## [Stored data entries]
= Beginning of Section =
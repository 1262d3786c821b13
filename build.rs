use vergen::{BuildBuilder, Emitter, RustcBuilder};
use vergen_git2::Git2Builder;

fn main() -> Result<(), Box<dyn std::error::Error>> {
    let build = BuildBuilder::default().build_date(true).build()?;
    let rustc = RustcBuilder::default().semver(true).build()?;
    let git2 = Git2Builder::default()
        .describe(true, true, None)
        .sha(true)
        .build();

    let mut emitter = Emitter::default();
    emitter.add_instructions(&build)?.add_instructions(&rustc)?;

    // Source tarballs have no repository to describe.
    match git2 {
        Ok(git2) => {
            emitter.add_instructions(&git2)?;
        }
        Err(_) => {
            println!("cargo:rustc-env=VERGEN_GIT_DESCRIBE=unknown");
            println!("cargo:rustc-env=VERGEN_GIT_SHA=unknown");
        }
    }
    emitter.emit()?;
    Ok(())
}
= End of Section =
= Beginning of Section =
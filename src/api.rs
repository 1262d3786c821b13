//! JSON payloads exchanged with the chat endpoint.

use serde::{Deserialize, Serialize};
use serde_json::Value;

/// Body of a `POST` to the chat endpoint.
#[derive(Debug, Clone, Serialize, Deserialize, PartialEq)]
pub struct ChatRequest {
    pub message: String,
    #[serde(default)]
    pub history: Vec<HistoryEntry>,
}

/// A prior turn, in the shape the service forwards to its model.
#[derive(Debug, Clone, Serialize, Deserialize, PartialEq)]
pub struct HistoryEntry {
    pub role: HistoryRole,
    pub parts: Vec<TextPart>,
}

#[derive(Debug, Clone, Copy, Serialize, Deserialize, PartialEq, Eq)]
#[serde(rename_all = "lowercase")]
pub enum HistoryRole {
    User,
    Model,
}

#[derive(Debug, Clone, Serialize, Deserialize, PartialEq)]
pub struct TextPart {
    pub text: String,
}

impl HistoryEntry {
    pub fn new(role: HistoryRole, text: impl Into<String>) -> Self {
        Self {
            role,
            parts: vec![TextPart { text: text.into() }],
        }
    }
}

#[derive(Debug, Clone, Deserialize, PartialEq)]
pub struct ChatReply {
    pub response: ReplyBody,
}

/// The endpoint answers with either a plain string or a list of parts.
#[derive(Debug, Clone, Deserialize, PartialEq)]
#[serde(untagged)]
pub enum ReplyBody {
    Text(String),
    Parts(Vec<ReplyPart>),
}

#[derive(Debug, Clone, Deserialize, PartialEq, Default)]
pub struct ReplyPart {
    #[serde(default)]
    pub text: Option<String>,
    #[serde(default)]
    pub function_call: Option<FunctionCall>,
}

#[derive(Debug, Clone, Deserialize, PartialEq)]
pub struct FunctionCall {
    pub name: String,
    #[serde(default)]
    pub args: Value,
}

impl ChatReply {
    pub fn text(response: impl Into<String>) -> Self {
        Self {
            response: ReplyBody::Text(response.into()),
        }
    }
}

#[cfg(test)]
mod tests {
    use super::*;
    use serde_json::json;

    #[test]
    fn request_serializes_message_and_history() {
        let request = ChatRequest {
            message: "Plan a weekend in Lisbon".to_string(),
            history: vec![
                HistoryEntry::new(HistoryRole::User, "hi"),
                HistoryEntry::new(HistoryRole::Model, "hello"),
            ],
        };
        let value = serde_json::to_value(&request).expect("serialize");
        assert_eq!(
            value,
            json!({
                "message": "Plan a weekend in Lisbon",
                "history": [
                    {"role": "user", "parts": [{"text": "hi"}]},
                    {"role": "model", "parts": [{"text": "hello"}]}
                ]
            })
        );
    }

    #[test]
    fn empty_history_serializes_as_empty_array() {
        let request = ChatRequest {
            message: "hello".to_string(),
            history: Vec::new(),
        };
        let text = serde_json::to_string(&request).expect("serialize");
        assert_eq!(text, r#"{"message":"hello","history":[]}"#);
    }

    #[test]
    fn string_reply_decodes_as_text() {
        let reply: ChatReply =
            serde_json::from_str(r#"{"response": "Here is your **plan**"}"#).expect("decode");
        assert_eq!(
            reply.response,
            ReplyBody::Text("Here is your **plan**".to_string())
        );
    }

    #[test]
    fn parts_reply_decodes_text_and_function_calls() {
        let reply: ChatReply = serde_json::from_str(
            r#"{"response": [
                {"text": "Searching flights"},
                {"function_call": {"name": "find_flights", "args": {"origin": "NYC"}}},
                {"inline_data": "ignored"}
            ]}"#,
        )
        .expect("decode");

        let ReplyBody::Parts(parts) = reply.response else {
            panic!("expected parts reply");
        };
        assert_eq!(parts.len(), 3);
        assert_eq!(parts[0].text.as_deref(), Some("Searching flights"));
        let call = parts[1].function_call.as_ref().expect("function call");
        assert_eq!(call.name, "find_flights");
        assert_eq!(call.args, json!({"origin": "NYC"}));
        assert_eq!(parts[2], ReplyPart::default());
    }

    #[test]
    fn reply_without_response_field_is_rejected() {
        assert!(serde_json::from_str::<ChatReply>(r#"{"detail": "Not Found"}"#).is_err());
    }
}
= End of Section =
= Beginning of Section =
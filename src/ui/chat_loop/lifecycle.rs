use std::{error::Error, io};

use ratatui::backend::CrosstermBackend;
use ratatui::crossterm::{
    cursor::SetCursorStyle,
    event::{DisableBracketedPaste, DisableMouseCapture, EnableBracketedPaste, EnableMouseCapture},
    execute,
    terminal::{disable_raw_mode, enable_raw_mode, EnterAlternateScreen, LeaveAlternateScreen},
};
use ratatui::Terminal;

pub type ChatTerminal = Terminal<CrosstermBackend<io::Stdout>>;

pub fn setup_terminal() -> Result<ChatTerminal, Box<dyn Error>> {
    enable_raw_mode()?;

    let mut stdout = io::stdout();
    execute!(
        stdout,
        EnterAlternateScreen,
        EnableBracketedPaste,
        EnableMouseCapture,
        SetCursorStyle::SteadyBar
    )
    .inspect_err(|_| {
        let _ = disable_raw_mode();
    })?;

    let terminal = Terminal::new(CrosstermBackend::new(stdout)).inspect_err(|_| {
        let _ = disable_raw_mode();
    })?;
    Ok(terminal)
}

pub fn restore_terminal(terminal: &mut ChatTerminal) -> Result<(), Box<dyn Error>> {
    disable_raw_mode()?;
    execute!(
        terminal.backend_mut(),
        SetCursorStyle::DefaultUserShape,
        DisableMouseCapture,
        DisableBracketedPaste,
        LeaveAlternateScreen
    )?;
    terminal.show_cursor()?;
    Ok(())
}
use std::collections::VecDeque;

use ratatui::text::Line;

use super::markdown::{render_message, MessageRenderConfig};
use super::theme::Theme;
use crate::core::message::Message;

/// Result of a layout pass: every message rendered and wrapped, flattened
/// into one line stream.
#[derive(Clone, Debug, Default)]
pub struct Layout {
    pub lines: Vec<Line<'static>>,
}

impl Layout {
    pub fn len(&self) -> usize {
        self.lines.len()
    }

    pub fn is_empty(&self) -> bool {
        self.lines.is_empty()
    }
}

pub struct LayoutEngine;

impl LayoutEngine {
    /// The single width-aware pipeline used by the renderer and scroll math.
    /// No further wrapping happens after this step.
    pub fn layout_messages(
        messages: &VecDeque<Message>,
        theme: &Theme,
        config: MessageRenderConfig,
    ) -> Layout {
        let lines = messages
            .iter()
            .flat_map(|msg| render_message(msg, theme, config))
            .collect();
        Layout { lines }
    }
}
= End of Section =
## [PROBLEM STATEMENT]
Search the entries for the word "endpoint" and copy every line that has it.

## [EXERCISE ANSWER]
//! JSON payloads exchanged with the chat endpoint.
/// Body of a `POST` to the chat endpoint.
/// The endpoint answers with either a plain string or a list of parts.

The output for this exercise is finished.